▶ _Aim of the task_
Exactly the lines from the beginning of the material to the line with "it commits when" are to be repeated, both ends included.

▶ _Information_

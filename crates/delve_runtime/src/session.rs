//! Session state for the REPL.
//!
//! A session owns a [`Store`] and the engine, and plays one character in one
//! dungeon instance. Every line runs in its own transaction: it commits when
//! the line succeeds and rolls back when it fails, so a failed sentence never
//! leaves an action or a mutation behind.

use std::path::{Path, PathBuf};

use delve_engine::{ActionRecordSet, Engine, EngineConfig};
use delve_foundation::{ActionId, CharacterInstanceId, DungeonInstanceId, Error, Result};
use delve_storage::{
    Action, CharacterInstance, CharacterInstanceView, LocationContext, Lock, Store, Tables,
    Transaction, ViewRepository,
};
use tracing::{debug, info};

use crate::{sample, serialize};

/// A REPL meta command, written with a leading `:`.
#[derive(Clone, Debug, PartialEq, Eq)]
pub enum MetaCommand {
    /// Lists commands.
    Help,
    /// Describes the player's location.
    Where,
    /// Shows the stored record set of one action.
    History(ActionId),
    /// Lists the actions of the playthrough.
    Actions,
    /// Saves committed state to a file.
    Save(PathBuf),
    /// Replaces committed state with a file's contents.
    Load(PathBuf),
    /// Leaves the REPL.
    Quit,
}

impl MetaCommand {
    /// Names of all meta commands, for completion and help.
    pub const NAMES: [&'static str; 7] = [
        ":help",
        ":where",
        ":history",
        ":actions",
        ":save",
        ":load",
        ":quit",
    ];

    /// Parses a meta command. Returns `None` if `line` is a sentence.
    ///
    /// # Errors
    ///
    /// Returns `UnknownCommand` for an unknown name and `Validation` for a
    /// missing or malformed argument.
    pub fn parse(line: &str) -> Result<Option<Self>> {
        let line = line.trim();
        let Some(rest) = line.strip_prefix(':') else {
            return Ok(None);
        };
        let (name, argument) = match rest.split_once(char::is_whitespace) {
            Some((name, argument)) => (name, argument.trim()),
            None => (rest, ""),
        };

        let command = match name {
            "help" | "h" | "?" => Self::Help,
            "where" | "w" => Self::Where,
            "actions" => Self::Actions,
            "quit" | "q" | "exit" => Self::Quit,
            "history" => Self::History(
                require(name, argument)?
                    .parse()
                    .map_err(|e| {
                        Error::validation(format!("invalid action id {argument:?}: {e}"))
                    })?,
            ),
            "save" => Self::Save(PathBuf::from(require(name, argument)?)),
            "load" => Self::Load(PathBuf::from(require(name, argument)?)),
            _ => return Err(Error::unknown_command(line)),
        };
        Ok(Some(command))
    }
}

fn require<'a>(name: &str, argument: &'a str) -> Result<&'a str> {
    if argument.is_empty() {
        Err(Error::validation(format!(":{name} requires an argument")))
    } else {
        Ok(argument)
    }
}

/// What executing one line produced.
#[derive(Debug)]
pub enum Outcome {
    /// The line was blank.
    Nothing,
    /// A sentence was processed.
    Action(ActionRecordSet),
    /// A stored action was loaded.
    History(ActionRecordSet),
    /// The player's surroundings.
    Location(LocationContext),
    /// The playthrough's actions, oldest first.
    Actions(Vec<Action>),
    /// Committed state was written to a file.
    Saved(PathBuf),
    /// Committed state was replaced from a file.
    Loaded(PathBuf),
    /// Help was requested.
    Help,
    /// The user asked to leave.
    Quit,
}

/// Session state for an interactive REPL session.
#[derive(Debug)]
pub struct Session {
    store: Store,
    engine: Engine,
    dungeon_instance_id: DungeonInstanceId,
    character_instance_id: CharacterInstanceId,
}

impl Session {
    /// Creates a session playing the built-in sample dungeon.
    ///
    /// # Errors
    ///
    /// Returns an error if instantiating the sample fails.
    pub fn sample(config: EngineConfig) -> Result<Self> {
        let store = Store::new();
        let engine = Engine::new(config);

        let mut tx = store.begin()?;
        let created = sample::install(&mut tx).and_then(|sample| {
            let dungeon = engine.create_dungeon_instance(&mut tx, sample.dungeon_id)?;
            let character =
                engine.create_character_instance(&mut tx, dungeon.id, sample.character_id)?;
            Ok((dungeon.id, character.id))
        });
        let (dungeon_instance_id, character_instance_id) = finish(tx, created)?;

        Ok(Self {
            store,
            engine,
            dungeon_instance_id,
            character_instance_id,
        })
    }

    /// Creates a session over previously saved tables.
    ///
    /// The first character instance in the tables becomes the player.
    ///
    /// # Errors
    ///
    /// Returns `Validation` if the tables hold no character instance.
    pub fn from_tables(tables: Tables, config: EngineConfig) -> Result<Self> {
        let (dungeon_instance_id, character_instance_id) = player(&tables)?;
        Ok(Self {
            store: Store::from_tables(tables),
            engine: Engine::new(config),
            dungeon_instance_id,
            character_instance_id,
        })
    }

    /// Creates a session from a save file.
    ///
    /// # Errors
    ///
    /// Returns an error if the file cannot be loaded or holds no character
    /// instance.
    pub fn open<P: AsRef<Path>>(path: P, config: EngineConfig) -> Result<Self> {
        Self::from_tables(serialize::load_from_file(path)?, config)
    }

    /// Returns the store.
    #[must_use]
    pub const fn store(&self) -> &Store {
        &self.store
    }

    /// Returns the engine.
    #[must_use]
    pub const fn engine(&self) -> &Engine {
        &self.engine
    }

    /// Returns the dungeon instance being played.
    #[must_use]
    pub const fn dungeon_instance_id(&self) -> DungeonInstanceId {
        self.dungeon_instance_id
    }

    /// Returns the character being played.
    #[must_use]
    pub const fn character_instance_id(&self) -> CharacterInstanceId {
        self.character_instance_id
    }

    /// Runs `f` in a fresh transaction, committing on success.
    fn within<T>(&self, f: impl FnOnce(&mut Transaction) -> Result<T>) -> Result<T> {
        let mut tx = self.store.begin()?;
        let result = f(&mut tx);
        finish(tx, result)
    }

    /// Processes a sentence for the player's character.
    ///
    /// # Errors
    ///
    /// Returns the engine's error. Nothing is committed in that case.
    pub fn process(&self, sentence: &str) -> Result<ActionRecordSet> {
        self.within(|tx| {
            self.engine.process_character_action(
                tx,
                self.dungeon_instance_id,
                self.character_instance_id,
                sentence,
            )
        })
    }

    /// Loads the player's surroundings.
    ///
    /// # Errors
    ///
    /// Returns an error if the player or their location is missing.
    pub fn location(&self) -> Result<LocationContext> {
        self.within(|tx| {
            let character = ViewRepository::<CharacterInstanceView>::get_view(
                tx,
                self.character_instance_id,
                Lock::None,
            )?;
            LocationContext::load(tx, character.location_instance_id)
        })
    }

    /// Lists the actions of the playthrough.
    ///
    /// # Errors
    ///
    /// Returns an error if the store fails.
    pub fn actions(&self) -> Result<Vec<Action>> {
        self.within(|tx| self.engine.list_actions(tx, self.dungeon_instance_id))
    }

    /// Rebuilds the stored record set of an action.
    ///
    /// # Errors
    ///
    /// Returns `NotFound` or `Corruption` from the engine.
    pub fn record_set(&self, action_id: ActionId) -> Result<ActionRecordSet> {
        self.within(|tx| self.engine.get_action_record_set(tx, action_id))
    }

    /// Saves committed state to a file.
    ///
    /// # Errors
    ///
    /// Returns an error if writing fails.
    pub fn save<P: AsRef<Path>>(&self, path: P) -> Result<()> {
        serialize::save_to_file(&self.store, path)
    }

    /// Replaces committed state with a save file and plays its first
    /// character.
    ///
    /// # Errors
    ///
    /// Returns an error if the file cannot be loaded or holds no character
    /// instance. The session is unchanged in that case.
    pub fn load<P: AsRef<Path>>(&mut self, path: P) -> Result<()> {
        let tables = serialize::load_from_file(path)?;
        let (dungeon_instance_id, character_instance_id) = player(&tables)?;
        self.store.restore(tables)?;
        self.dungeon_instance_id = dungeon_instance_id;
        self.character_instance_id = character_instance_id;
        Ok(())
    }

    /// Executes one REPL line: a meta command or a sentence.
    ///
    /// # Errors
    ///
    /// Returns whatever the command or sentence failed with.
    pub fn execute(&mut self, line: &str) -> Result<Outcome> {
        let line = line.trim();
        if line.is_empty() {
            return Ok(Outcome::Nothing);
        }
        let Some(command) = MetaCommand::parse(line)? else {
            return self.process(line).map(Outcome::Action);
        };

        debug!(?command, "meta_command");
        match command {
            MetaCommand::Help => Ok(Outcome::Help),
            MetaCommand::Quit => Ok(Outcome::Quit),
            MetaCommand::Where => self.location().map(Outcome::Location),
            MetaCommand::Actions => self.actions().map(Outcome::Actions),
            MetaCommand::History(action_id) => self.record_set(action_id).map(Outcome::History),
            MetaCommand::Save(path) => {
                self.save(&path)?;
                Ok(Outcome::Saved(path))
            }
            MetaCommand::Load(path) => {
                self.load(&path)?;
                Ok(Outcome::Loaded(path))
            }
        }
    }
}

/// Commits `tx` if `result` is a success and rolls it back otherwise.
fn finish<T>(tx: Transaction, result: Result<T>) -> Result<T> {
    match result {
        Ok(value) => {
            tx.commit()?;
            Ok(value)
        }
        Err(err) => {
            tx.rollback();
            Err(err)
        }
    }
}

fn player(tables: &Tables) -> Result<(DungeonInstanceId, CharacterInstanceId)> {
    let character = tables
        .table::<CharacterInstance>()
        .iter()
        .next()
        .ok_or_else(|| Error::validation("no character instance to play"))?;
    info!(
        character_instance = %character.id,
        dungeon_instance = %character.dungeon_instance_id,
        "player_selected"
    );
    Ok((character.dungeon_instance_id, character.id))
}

▶ _Response to the task_
filename crates/delve_runtime/src/session.rs
//! Session state for the REPL.
//!
//! A session owns a [`Store`] and the engine, and plays one character in one
//! dungeon instance. Every line runs in its own transaction: it commits when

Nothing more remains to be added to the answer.